- ASSIGNMENT -
From the first line to the last, give the listing again exactly.

Top of EXERCISE MATERIALS

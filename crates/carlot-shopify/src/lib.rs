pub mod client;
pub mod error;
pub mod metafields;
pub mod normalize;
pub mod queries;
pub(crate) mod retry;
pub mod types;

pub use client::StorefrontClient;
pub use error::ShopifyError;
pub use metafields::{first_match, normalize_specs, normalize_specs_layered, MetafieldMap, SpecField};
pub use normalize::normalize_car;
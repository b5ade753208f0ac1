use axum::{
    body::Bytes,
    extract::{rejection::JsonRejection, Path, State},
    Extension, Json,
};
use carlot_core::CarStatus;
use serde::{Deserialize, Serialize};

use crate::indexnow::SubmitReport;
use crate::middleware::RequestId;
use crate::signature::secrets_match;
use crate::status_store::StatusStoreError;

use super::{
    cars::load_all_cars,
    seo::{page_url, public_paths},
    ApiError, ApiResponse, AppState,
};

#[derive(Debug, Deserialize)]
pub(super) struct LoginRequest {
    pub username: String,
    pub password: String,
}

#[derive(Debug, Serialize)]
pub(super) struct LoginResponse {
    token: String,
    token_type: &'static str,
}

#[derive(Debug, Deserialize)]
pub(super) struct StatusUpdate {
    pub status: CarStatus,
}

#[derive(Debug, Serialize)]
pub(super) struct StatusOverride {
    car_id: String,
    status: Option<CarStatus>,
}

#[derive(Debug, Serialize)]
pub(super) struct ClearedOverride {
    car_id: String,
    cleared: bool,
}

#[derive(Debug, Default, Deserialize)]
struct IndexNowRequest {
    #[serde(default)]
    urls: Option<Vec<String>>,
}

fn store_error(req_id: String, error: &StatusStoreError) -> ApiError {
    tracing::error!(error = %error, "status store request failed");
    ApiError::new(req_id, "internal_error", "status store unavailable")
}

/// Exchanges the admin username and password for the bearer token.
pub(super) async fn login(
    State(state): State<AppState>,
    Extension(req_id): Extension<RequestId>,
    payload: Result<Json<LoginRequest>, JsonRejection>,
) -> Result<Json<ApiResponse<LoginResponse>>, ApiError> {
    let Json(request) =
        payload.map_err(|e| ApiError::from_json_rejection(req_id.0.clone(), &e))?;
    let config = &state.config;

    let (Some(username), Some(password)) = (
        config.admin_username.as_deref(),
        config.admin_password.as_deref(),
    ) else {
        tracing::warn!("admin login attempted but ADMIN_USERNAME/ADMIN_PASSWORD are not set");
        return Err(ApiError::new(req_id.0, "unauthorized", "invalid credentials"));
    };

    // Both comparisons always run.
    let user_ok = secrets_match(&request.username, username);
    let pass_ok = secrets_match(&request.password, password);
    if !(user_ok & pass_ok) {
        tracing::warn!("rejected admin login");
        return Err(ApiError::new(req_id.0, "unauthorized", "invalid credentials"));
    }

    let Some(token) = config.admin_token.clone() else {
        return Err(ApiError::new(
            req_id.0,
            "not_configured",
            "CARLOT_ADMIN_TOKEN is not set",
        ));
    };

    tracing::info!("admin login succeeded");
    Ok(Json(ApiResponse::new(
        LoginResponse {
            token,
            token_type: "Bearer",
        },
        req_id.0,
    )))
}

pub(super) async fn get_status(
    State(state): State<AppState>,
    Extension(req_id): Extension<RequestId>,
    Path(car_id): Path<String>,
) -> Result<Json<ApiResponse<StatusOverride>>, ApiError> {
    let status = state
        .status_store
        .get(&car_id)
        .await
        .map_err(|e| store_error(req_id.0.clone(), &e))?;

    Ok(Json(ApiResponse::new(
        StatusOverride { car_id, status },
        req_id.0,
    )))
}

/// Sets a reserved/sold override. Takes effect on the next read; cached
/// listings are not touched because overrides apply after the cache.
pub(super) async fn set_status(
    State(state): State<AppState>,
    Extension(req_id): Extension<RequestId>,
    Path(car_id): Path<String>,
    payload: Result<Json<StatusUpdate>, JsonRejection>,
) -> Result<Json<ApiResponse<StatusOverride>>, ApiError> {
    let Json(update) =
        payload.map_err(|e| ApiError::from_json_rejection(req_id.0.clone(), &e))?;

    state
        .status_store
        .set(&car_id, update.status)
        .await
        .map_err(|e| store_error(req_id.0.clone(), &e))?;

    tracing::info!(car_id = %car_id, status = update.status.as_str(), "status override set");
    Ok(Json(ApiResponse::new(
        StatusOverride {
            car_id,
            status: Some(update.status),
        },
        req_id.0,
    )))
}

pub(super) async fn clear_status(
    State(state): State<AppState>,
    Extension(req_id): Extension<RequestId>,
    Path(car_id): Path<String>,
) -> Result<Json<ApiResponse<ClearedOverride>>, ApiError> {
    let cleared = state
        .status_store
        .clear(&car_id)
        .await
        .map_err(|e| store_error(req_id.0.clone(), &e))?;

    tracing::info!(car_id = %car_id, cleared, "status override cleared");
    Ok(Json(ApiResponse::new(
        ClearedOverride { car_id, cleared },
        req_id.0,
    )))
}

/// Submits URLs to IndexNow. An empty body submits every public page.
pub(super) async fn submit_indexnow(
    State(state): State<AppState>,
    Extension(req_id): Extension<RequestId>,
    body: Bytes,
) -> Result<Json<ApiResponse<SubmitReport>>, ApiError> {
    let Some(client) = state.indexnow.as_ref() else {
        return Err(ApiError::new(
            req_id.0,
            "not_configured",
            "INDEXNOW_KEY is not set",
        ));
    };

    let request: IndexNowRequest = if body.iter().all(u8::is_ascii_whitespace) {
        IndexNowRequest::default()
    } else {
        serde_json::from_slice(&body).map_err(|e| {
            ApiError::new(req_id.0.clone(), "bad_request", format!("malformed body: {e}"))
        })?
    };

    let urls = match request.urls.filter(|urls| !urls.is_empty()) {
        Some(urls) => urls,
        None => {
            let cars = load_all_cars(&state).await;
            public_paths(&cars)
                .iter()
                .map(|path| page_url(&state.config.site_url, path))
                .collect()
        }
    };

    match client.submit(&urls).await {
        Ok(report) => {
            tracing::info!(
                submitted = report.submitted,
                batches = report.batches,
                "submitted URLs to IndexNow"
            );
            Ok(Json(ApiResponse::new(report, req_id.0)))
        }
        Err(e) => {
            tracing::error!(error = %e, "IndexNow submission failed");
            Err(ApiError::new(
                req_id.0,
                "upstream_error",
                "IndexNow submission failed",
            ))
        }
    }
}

Bottom of EXERCISE MATERIALS

- PROBLEM SOLUTION -
filename crates/carlot-shopify/src/lib.rs
pub mod client;
pub mod error;
pub mod metafields;
pub mod normalize;
pub mod queries;
pub(crate) mod retry;
pub mod types;

pub use client::StorefrontClient;
pub use error::ShopifyError;
pub use metafields::{first_match, normalize_specs, normalize_specs_layered, MetafieldMap, SpecField};
pub use normalize::normalize_car;
repository b5ade753208f0ac1
use axum::{
    body::Bytes,
    extract::{rejection::JsonRejection, Path, State},
    Extension, Json,
};
use carlot_core::CarStatus;
use serde::{Deserialize, Serialize};

use crate::indexnow::SubmitReport;
use crate::middleware::RequestId;
use crate::signature::secrets_match;
use crate::status_store::StatusStoreError;

use super::{
    cars::load_all_cars,
    seo::{page_url, public_paths},
    ApiError, ApiResponse, AppState,
};

#[derive(Debug, Deserialize)]
pub(super) struct LoginRequest {
    pub username: String,
    pub password: String,
}

#[derive(Debug, Serialize)]
pub(super) struct LoginResponse {
    token: String,
    token_type: &'static str,
}

#[derive(Debug, Deserialize)]
pub(super) struct StatusUpdate {
    pub status: CarStatus,
}

#[derive(Debug, Serialize)]
pub(super) struct StatusOverride {
    car_id: String,
    status: Option<CarStatus>,
}

#[derive(Debug, Serialize)]
pub(super) struct ClearedOverride {
    car_id: String,
    cleared: bool,
}

#[derive(Debug, Default, Deserialize)]
struct IndexNowRequest {
    #[serde(default)]
    urls: Option<Vec<String>>,
}

fn store_error(req_id: String, error: &StatusStoreError) -> ApiError {
    tracing::error!(error = %error, "status store request failed");
    ApiError::new(req_id, "internal_error", "status store unavailable")
}

/// Exchanges the admin username and password for the bearer token.
pub(super) async fn login(
    State(state): State<AppState>,
    Extension(req_id): Extension<RequestId>,
    payload: Result<Json<LoginRequest>, JsonRejection>,
) -> Result<Json<ApiResponse<LoginResponse>>, ApiError> {
    let Json(request) =
        payload.map_err(|e| ApiError::from_json_rejection(req_id.0.clone(), &e))?;
    let config = &state.config;

    let (Some(username), Some(password)) = (
        config.admin_username.as_deref(),
        config.admin_password.as_deref(),
    ) else {
        tracing::warn!("admin login attempted but ADMIN_USERNAME/ADMIN_PASSWORD are not set");
        return Err(ApiError::new(req_id.0, "unauthorized", "invalid credentials"));
    };

    // Both comparisons always run.
    let user_ok = secrets_match(&request.username, username);
    let pass_ok = secrets_match(&request.password, password);
    if !(user_ok & pass_ok) {
        tracing::warn!("rejected admin login");
        return Err(ApiError::new(req_id.0, "unauthorized", "invalid credentials"));
    }

    let Some(token) = config.admin_token.clone() else {
        return Err(ApiError::new(
            req_id.0,
            "not_configured",
            "CARLOT_ADMIN_TOKEN is not set",
        ));
    };

    tracing::info!("admin login succeeded");
    Ok(Json(ApiResponse::new(
        LoginResponse {
            token,
            token_type: "Bearer",
        },
        req_id.0,
    )))
}

pub(super) async fn get_status(
    State(state): State<AppState>,
    Extension(req_id): Extension<RequestId>,
    Path(car_id): Path<String>,
) -> Result<Json<ApiResponse<StatusOverride>>, ApiError> {
    let status = state
        .status_store
        .get(&car_id)
        .await
        .map_err(|e| store_error(req_id.0.clone(), &e))?;

    Ok(Json(ApiResponse::new(
        StatusOverride { car_id, status },
        req_id.0,
    )))
}

/// Sets a reserved/sold override. Takes effect on the next read; cached
/// listings are not touched because overrides apply after the cache.
pub(super) async fn set_status(
    State(state): State<AppState>,
    Extension(req_id): Extension<RequestId>,
    Path(car_id): Path<String>,
    payload: Result<Json<StatusUpdate>, JsonRejection>,
) -> Result<Json<ApiResponse<StatusOverride>>, ApiError> {
    let Json(update) =
        payload.map_err(|e| ApiError::from_json_rejection(req_id.0.clone(), &e))?;

    state
        .status_store
        .set(&car_id, update.status)
        .await
        .map_err(|e| store_error(req_id.0.clone(), &e))?;

    tracing::info!(car_id = %car_id, status = update.status.as_str(), "status override set");
    Ok(Json(ApiResponse::new(
        StatusOverride {
            car_id,
            status: Some(update.status),
        },
        req_id.0,
    )))
}

pub(super) async fn clear_status(
    State(state): State<AppState>,
    Extension(req_id): Extension<RequestId>,
    Path(car_id): Path<String>,
) -> Result<Json<ApiResponse<ClearedOverride>>, ApiError> {
    let cleared = state
        .status_store
        .clear(&car_id)
        .await
        .map_err(|e| store_error(req_id.0.clone(), &e))?;

    tracing::info!(car_id = %car_id, cleared, "status override cleared");
    Ok(Json(ApiResponse::new(
        ClearedOverride { car_id, cleared },
        req_id.0,
    )))
}

/// Submits URLs to IndexNow. An empty body submits every public page.
pub(super) async fn submit_indexnow(
    State(state): State<AppState>,
    Extension(req_id): Extension<RequestId>,
    body: Bytes,
) -> Result<Json<ApiResponse<SubmitReport>>, ApiError> {
    let Some(client) = state.indexnow.as_ref() else {
        return Err(ApiError::new(
            req_id.0,
            "not_configured",
            "INDEXNOW_KEY is not set",
        ));
    };

    let request: IndexNowRequest = if body.iter().all(u8::is_ascii_whitespace) {
        IndexNowRequest::default()
    } else {
        serde_json::from_slice(&body).map_err(|e| {
            ApiError::new(req_id.0.clone(), "bad_request", format!("malformed body: {e}"))
        })?
    };

    let urls = match request.urls.filter(|urls| !urls.is_empty()) {
        Some(urls) => urls,
        None => {
            let cars = load_all_cars(&state).await;
            public_paths(&cars)
                .iter()
                .map(|path| page_url(&state.config.site_url, path))
                .collect()
        }
    };

    match client.submit(&urls).await {
        Ok(report) => {
            tracing::info!(
                submitted = report.submitted,
                batches = report.batches,
                "submitted URLs to IndexNow"
            );
            Ok(Json(ApiResponse::new(report, req_id.0)))
        }
        Err(e) => {
            tracing::error!(error = %e, "IndexNow submission failed");
            Err(ApiError::new(
                req_id.0,
                "upstream_error",
                "IndexNow submission failed",
            ))
        }
    }
}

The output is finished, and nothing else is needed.